START Input

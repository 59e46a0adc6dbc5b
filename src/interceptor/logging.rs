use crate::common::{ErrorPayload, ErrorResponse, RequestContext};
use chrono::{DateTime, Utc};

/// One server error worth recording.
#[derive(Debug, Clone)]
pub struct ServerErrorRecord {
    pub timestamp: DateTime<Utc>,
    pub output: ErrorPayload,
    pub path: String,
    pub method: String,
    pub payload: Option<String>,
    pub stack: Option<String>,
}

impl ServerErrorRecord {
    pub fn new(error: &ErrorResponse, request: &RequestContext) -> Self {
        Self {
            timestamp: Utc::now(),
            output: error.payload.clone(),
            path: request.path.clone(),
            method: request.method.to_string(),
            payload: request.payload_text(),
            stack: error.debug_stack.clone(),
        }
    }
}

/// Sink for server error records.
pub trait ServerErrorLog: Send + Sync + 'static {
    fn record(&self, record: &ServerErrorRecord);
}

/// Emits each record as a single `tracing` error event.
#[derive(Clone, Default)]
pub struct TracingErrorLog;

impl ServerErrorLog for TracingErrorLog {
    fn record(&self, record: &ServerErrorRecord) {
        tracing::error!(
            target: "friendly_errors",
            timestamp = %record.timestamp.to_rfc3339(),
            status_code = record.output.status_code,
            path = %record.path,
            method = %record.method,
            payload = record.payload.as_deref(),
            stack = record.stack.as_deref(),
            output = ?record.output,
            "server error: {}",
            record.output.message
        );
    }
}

END Input
START Input

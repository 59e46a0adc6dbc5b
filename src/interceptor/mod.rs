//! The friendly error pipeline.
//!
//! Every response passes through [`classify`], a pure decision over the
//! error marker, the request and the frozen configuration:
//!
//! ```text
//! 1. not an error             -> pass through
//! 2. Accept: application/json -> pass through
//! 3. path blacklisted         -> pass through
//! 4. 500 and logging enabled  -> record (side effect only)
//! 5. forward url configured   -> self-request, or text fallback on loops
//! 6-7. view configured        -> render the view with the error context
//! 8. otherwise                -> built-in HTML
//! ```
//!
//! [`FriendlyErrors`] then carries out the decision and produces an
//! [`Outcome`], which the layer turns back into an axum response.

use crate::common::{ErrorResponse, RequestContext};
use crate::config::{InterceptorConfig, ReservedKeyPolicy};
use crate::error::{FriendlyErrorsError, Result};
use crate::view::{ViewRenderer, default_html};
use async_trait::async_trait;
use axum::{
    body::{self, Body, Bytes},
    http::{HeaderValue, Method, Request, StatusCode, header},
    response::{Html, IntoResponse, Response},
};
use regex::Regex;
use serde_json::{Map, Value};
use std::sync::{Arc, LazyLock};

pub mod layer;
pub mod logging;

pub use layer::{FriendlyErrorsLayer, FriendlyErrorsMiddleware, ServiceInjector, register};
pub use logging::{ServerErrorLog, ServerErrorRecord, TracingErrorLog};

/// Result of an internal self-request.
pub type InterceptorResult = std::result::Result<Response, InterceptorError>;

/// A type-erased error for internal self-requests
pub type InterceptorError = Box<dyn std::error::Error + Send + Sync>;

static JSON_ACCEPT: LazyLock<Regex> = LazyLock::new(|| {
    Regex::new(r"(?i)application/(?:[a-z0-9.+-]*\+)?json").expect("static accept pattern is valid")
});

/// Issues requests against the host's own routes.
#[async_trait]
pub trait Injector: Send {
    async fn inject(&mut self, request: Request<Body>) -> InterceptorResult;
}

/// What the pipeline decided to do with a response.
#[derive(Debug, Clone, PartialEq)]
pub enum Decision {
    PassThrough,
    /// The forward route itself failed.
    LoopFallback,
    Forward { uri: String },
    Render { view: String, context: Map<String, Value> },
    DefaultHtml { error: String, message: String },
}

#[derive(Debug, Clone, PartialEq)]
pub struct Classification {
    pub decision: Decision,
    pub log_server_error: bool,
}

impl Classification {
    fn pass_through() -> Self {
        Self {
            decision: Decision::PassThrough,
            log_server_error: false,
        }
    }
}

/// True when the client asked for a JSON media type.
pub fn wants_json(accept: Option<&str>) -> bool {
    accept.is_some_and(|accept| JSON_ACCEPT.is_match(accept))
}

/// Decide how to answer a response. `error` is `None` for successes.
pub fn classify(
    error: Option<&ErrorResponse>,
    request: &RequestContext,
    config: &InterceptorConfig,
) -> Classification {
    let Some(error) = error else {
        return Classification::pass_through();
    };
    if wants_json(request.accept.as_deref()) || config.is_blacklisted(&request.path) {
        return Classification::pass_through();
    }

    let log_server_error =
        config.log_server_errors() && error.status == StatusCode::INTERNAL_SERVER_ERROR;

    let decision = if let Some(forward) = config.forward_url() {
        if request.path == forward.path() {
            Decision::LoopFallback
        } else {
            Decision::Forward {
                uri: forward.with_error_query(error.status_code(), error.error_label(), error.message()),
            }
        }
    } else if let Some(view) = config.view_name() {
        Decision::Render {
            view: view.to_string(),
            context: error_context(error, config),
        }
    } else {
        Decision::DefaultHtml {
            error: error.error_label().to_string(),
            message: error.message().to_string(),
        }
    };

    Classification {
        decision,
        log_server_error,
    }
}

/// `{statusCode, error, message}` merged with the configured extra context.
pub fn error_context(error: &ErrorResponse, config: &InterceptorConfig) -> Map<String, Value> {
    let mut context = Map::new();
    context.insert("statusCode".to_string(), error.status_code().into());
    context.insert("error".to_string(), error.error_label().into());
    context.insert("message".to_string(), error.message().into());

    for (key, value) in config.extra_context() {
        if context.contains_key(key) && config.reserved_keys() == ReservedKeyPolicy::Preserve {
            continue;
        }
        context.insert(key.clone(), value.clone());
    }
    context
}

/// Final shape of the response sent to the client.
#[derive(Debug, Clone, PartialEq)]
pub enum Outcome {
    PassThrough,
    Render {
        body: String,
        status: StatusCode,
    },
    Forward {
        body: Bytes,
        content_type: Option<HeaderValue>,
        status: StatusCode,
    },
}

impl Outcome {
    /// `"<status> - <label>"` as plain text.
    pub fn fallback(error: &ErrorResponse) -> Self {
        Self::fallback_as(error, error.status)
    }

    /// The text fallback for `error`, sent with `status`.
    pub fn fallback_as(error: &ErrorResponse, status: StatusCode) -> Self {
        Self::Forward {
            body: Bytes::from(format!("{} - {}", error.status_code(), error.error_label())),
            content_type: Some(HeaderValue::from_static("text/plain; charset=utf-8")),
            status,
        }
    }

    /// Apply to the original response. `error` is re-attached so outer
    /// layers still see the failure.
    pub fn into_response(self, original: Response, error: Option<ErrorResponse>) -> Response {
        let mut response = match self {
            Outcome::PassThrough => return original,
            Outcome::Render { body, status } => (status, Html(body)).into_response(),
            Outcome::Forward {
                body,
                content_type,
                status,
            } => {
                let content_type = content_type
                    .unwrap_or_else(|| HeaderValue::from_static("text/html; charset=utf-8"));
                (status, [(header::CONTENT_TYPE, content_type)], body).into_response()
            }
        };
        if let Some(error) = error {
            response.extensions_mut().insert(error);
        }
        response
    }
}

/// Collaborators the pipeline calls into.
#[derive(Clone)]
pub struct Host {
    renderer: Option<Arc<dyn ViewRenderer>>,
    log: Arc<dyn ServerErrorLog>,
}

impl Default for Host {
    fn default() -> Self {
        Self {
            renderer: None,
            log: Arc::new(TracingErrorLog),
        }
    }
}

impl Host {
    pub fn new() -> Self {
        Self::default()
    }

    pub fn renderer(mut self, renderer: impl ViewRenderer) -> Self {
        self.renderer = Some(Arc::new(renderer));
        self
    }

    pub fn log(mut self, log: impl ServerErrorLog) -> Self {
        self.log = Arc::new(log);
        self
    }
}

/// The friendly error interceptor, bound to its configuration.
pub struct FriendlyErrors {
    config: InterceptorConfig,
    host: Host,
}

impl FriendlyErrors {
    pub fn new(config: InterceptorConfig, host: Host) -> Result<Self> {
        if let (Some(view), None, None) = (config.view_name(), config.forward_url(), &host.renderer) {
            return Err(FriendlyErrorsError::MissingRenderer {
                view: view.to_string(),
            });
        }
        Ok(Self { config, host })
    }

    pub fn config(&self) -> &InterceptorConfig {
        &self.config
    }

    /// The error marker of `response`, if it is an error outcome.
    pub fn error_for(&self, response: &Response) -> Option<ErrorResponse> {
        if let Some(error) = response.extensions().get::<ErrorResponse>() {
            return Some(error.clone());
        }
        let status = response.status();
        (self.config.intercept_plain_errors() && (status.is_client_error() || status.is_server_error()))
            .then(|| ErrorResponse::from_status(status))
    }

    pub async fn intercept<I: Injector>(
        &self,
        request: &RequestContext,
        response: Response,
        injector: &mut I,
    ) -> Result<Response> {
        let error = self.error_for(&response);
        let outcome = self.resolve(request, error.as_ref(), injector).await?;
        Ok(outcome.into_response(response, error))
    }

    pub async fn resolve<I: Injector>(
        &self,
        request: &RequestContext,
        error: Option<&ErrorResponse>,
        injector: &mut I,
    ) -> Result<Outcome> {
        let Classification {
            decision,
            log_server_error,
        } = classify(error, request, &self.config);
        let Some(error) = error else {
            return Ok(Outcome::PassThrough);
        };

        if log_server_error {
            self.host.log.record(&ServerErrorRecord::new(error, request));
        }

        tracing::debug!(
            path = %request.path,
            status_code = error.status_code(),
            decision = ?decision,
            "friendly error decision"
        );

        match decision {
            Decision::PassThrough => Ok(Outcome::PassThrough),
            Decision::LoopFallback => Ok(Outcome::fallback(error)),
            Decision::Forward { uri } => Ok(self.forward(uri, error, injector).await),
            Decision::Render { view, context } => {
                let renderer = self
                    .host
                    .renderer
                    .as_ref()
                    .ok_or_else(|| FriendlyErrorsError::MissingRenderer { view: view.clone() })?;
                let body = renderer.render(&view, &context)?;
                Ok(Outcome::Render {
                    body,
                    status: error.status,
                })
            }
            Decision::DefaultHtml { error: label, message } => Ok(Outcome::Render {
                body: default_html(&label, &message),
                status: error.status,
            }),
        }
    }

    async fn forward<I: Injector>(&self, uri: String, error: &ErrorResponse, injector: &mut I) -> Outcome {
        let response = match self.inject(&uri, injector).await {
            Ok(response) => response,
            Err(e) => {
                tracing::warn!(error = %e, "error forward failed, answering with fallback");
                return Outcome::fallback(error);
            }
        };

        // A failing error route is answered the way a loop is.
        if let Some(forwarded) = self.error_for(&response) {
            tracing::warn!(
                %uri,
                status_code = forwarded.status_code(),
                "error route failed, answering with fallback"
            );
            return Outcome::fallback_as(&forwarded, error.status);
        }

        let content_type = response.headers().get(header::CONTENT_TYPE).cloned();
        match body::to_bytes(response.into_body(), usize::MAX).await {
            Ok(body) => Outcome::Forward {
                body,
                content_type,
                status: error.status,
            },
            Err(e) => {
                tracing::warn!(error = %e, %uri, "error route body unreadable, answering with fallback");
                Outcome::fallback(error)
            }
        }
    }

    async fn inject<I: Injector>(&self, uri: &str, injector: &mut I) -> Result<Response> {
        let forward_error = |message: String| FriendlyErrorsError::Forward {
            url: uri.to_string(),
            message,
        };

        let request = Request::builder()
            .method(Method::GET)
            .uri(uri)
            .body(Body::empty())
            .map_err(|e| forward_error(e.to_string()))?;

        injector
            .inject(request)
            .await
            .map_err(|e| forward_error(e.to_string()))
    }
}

END Input

→ Problem details
Check each line of the records above, and copy those that hold the word "classify".

→ Solution for this exercise
//! Every response passes through [`classify`], a pure decision over the
pub fn classify(
        } = classify(error, request, &self.config);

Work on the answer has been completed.